Royal Wedding in the Nineteenth Century


I had intended to keep this a Royal Wedding-free zone, but could not resist reproducing this article from THE COMMONWEAL, Vol. 1, No. 7, August 1886. (Bear in mind that the sums quoted are from the late 19th. century, but the principle of the Royal Family being a drain on the public purse has hardly changed!!)
 The Commonweal was the journal of the Socialist League, and was edited by William Morris, who was also one of its major contributors. I came across this in the course of my research for a paper I'm about to give on Morris.

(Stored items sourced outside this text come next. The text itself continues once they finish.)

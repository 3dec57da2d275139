//! Render a particle field headlessly and save the last frame as a PNG.
//!
//! ```text
//! cargo run --example snapshot [frames] [out.png]
//! ```
//!
//! The pointer circles the center of the frame, so the repulsion hole is
//! visible in the output.

use backdrop::prelude::*;

const WIDTH: u32 = 960;
const HEIGHT: u32 = 540;

fn main() {
    env_logger::Builder::from_env(env_logger::Env::default().default_filter_or("info")).init();

    let mut args = std::env::args().skip(1);
    let frames: u32 = args.next().and_then(|s| s.parse().ok()).unwrap_or(240);
    let out = args.next().unwrap_or_else(|| "snapshot.png".to_string());

    let config = FieldConfig::default().with_seed(7);
    let surface = Pixmap::with_background(0, 0, Rgba::rgb8(10, 10, 20, 1.0));
    let mut field = ParticleField::new(Some(surface), config, (WIDTH, HEIGHT));
    let mut frame_loop = AnimationLoop::new(ManualHost::new());

    let center = Vec2::new(WIDTH as f32, HEIGHT as f32) * 0.5;
    let mut time = Time::new();

    frame_loop.start(&mut field);
    for i in 1..frames {
        let angle = i as f32 * 0.02;
        field.set_pointer(center + Vec2::new(angle.cos(), angle.sin()) * 180.0);
        frame_loop.tick(&mut field);
        time.tick();
    }

    log::info!(
        "rendered {} frames in {:.2}s ({:.0} fps)",
        field.frame_count(),
        time.elapsed(),
        field.frame_count() as f32 / time.elapsed().max(1e-6)
    );

    let Some(pixmap) = field.surface() else {
        return;
    };
    if let Err(e) = pixmap.save_png(&out) {
        log::error!("{}", e);
        std::process::exit(1);
    }
    log::info!("saved {}", out);
}
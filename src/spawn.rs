//! Spawn context for particle initialization.
//!
//! Wraps a seeded RNG with the handful of draws a particle field needs:
//! uniform positions over the surface, small random velocities, sizes, and
//! a palette pick.

use crate::config::FieldConfig;
use crate::particle::Particle;
use crate::visuals::Rgba;
use crate::Vec3;
use rand::rngs::SmallRng;
use rand::{Rng, SeedableRng};

/// Context used to populate a field with randomized particles.
///
/// ```ignore
/// let mut ctx = SpawnContext::seeded(7);
/// let particles = ctx.spawn_all(&config, 1280.0, 720.0);
/// ```
pub struct SpawnContext {
    rng: SmallRng,
}

impl SpawnContext {
    /// Create a context seeded from the wall clock.
    ///
    /// Different every page load, which is what a background wants.
    pub fn from_clock() -> Self {
        let seed = web_time::SystemTime::now()
            .duration_since(web_time::UNIX_EPOCH)
            .map(|d| d.as_nanos() as u64)
            .unwrap_or(42);
        Self::seeded(seed)
    }

    /// Create a reproducible context.
    pub fn seeded(seed: u64) -> Self {
        Self {
            rng: SmallRng::seed_from_u64(seed),
        }
    }

    /// Context for a configuration: fixed seed if set, clock otherwise.
    pub fn for_config(config: &FieldConfig) -> Self {
        match config.seed {
            Some(seed) => Self::seeded(seed),
            None => Self::from_clock(),
        }
    }

    // ========== Random primitives ==========

    /// Random f32 between 0.0 and 1.0.
    #[inline]
    pub fn random(&mut self) -> f32 {
        self.rng.gen()
    }

    /// Random f32 in `[min, max)`. An empty range yields `min`.
    #[inline]
    pub fn random_range(&mut self, min: f32, max: f32) -> f32 {
        if max > min {
            self.rng.gen_range(min..max)
        } else {
            min
        }
    }

    /// Random value centered on zero, spanning `width` in total.
    #[inline]
    pub fn random_centered(&mut self, width: f32) -> f32 {
        let half = width * 0.5;
        self.random_range(-half, half)
    }

    /// Uniform pick from a slice.
    pub fn pick<'a, T>(&mut self, items: &'a [T]) -> Option<&'a T> {
        if items.is_empty() {
            None
        } else {
            Some(&items[self.rng.gen_range(0..items.len())])
        }
    }

    // ========== Particle helpers ==========

    /// Random point over a `width` x `height` surface at a random depth.
    pub fn random_position(&mut self, width: f32, height: f32, depth: f32) -> Vec3 {
        Vec3::new(
            self.random_range(0.0, width),
            self.random_range(0.0, height),
            self.random_range(0.0, depth),
        )
    }

    /// One particle with every attribute drawn from the configured ranges.
    pub fn spawn_particle(&mut self, config: &FieldConfig, width: f32, height: f32) -> Particle {
        let position = self.random_position(width, height, config.depth);
        let velocity = Vec3::new(
            self.random_centered(config.planar_speed),
            self.random_centered(config.planar_speed),
            self.random_centered(config.depth_speed),
        );
        let (min_size, max_size) = config.size_range;
        let size = self.random_range(min_size, max_size);
        let color = self.pick(&config.palette).copied().unwrap_or(Rgba::TRANSPARENT);
        Particle::new(position, velocity, size, color)
    }

    /// The full particle set for a surface.
    pub fn spawn_all(&mut self, config: &FieldConfig, width: f32, height: f32) -> Vec<Particle> {
        (0..config.particle_count)
            .map(|_| self.spawn_particle(config, width, height))
            .collect()
    }
}

#[cfg(test)]
mod tests {
    use super::*;

    #[test]
    fn test_spawn_within_ranges() {
        let config = FieldConfig::default();
        let mut ctx = SpawnContext::seeded(3);
        let particles = ctx.spawn_all(&config, 640.0, 480.0);
        assert_eq!(particles.len(), 100);
        for p in &particles {
            assert!((0.0..640.0).contains(&p.position.x));
            assert!((0.0..480.0).contains(&p.position.y));
            assert!((0.0..1000.0).contains(&p.position.z));
            assert!(p.velocity.x.abs() <= 0.25 && p.velocity.y.abs() <= 0.25);
            assert!(p.velocity.z.abs() <= 1.0);
            assert!((1.0..3.0).contains(&p.size));
            assert!(config.palette.contains(&p.color()));
        }
    }

    #[test]
    fn test_seed_is_reproducible() {
        let config = FieldConfig::default();
        let a = SpawnContext::seeded(9).spawn_all(&config, 100.0, 100.0);
        let b = SpawnContext::seeded(9).spawn_all(&config, 100.0, 100.0);
        assert_eq!(a, b);
    }

    #[test]
    fn test_degenerate_surface() {
        let config = FieldConfig::default();
        let mut ctx = SpawnContext::seeded(1);
        let p = ctx.spawn_particle(&config, 0.0, 0.0);
        assert_eq!(p.position.x, 0.0);
        assert_eq!(p.position.y, 0.0);
    }

    #[test]
    fn test_pick_empty() {
        let mut ctx = SpawnContext::seeded(0);
        let empty: [u8; 0] = [];
        assert!(ctx.pick(&empty).is_none());
    }
}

The author signs him- or herself J.B. - it is not clear who this is, but reader would probably have recognised the identity.

A CONTRAST.

            The marriage is about to take place of a young lady of the Royal Family. The veteran manipulator of the taxes of the country obtained  for her £6,000 a year. It being subsequently discovered, apparently, that the intended husband had no money, £30,000 is proposed to buy their furniture. The couple have never worked, nor want to; they live on the earnings of the people. 
            In a room in Chelsea live a young man, his wife, and their child (an infant). The husband has been out of employment four months and owes rent. On Saturday night came a loud knock, followed by a timid 'Come in'. The landlord appeared. He wanted his rent. The woman answered, she had no money to buy food. "Then go on the streets and get some", replied the property-holder. The husband has sat silent, but this was too much for even a broken-spirited man. He rushed to put the landlord out - was seized; a scuffle ensued. The poor fellow being weak from want of food was easily mastered. "He might have killed me", he said afterwards; "he had me by the throat". His wife wept as she bathed his bruised face, and trembled at the cursings of the retiring landlord. This couple are workers, willing to work when work is obtainable, but compelled to assist to keep the Princes and Princesses in idleness.
        Are there not some things to account for the spread of Socialism?